Down to the final line, write out the data below exactly.

The data:

--

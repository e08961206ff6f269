use std::fs;
use std::path::Path;

fn main() {
    let manifest_dir =
        std::env::var("CARGO_MANIFEST_DIR").expect("CARGO_MANIFEST_DIR is set by cargo");
    let version_path = Path::new(&manifest_dir).join("../../VERSION");

    println!("cargo:rerun-if-changed={}", version_path.display());

    let version = fs::read_to_string(&version_path).expect("root VERSION file is readable");
    let version = version.trim();
    assert!(!version.is_empty(), "VERSION file must be non-empty");

    println!("cargo:rustc-env=PULSE_GATE_VERSION={version}");
}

--

Result for this task:
repository e08961206ff6f269
use std::fs;
use std::path::Path;

fn main() {
    let manifest_dir =
        std::env::var("CARGO_MANIFEST_DIR").expect("CARGO_MANIFEST_DIR is set by cargo");
    let version_path = Path::new(&manifest_dir).join("../../VERSION");

    println!("cargo:rerun-if-changed={}", version_path.display());

    let version = fs::read_to_string(&version_path).expect("root VERSION file is readable");
    let version = version.trim();
    assert!(!version.is_empty(), "VERSION file must be non-empty");

    println!("cargo:rustc-env=PULSE_GATE_VERSION={version}");
}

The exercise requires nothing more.